Give Me Your Hand by Megan Abbott

4/5 stars

IMG-2474From the Publisher:

A life-changing secret destroys an unlikely friendship in this “magnetic” (Meg Wolitzer) psychological thriller from the Edgar Award-winning author of Dare Me.
Kit Owens harbored only modest ambitions for herself when the mysterious Diane Fleming appeared in her high school chemistry class. But Diane’s academic brilliance lit a fire in Kit, and the two developed an unlikely friendship. Until Diane shared a secret that changed everything between them.

More than a decade later, Kit thinks she’s put Diane behind her forever and she’s begun to fulfill the scientific dreams Diane awakened in her. But the past comes roaring back when she discovers that Diane is her competition for a position both women covet, taking part in groundbreaking new research led by their idol. Soon enough, the two former friends find themselves locked in a dangerous game of cat-and-mouse that threatens to destroy them both.
Named one of the Most Anticipated Books of 2018 by Cosmopolitan, Book Riot, and Entertainment Weekly

My Review:

This book is about Kat and Diane, two girls that meet at camp and are instantly drawn to each other as girls who are away from home and friends at fifteen sometimes can be.  The last night of camp, with their roommates, they confide secrets in each other.

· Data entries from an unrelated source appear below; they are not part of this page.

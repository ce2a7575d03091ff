use std::future::Future;
use std::sync::Arc;

use tokio::net::TcpListener;
use tokio::sync::mpsc;
use tokio::task::JoinHandle;
use tokio_util::sync::CancellationToken;

use tb_config::{EngineConfig, MetricsConfig};
use tb_core::event::Normalizer;
use tb_core::finalize::{Finalizer, RetryPolicy};
use tb_core::window::KeyRouter;

use crate::commit_task::{CommitTaskConfig, run_commit_task};
use crate::metrics::{GroupMetrics, RuntimeMetrics, run_metrics_task};
use crate::reader_task::{ReaderTaskConfig, run_reader_task};
use crate::shard_task::{ShardTaskConfig, run_shard_task};
use crate::sink_build::Components;

use super::types::{GroupPlan, TaskGroup};

/// The three pipeline stages, each holding the tasks of every consumer group.
pub(super) struct Stages {
    pub committers: TaskGroup,
    pub shards: TaskGroup,
    pub readers: TaskGroup,
}

impl Stages {
    pub fn new() -> Self {
        Self {
            committers: TaskGroup::new("committers"),
            shards: TaskGroup::new("shards"),
            readers: TaskGroup::new("readers"),
        }
    }
}

/// Shared inputs for spawning one consumer group.
pub(super) struct SpawnCtx<'a> {
    pub config: &'a EngineConfig,
    pub components: &'a Components,
    pub normalizer: Arc<Normalizer>,
    pub metrics: Arc<GroupMetrics>,
    /// Engine root token; readers stop on it, and any failed task trips it.
    pub cancel: &'a CancellationToken,
}

/// Spawn a task that cancels the engine if it fails.
fn spawn_guarded<F>(cancel: &CancellationToken, task: F) -> JoinHandle<anyhow::Result<()>>
where
    F: Future<Output = anyhow::Result<()>> + Send + 'static,
{
    let cancel = cancel.clone();
    tokio::spawn(async move {
        let result = task.await;
        if result.is_err() {
            cancel.cancel();
        }
        result
    })
}

pub(super) fn spawn_metrics_task(
    metrics: Arc<RuntimeMetrics>,
    config: &MetricsConfig,
    listener: Option<TcpListener>,
    cancel: CancellationToken,
) -> TaskGroup {
    let mut group = TaskGroup::new("metrics");
    let config = config.clone();
    group.push(tokio::spawn(run_metrics_task(
        metrics, config, listener, cancel,
    )));
    group
}

/// Wire one consumer group: a commit coordinator, one task per shard and
/// `parallelism` readers, connected by bounded channels.
pub(super) fn spawn_group(plan: GroupPlan, ctx: &SpawnCtx<'_>, stages: &mut Stages) {
    let GroupPlan {
        name,
        ledger,
        workers,
        readers,
    } = plan;
    let runtime = &ctx.config.runtime;
    let capacity = runtime.channel_capacity;

    let (commit_tx, commit_rx) = mpsc::channel(capacity);
    stages.committers.push(spawn_guarded(
        ctx.cancel,
        run_commit_task(CommitTaskConfig {
            ledger,
            store: Arc::clone(&ctx.components.offsets),
            rx: commit_rx,
            commit_interval: runtime.commit_interval.as_duration(),
            metrics: Arc::clone(&ctx.metrics),
        }),
    ));

    let mut finalizer = Finalizer::new(
        name.clone(),
        ctx.config.window.count_ceiling,
        Arc::clone(&ctx.components.sink),
        RetryPolicy::from_config(&ctx.config.sink),
    );
    if let Some(dead_letter) = &ctx.components.dead_letter {
        finalizer = finalizer.with_dead_letter(Arc::clone(dead_letter));
    }
    let finalizer = Arc::new(finalizer);

    let mut shard_txs = Vec::with_capacity(workers.len());
    for worker in workers {
        let (tx, rx) = mpsc::channel(capacity);
        shard_txs.push(tx);
        stages.shards.push(spawn_guarded(
            ctx.cancel,
            run_shard_task(ShardTaskConfig {
                group: name.clone(),
                worker,
                finalizer: Arc::clone(&finalizer),
                rx,
                commit_tx: commit_tx.clone(),
                sweep_interval: runtime.batch_interval.as_duration(),
                metrics: Arc::clone(&ctx.metrics),
            }),
        ));
    }

    let router = KeyRouter::new(shard_txs.len());
    for (reader_id, slots) in readers.into_iter().enumerate() {
        stages.readers.push(spawn_guarded(
            ctx.cancel,
            run_reader_task(ReaderTaskConfig {
                group: name.clone(),
                reader_id,
                slots,
                normalizer: Arc::clone(&ctx.normalizer),
                router,
                shard_txs: shard_txs.clone(),
                commit_tx: commit_tx.clone(),
                batch_size: runtime.batch_size,
                batch_interval: runtime.batch_interval.as_duration(),
                idle_timeout: runtime.idle_timeout.as_duration(),
                metrics: Arc::clone(&ctx.metrics),
                cancel: ctx.cancel.child_token(),
            }),
        ));
    }
    // Only the readers and shards hold senders from here on, so each stage
    // sees its channel close once its producers are done.
    drop(shard_txs);
    drop(commit_tx);

    tb_debug!(sys, group = %name, "consumer group tasks spawned");
}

A year later, Diane is the new student at Kat’s high school.  Kat is smart and desperate to get out of her working class town and Diane encourages her and helps her believe in herself and her ability to get into a prestigious program.

Years later, Kat is working on a research project for PMDD – Premenstraul Dysphoric Disorder – which is basically where women get very violent before their periods.  Kat joins the very competitive team and it’s sort of down hill from there, a lot comes out about the past.  Several team members are murdered.  A mystery is unraveled.

I love Megan Abbott’s writing.  She is a go-to author for me.  Her writing is so darkly poetic and raw and visceral.  Her descriptions of things so interesting and literary.  But, when I read that this was about a science lab, I was afraid I might not like that part, but since it was about PMDD – which I had heard of but never knew much about – I found it fascinating. PMDD is a severe form of PMS that is sometimes used as a defense for a crime.  I found that very interesting.

This book moves fast and both Kat and Diane’s characters are probed deeply for psychological issues, something that I really enjoy in a novel.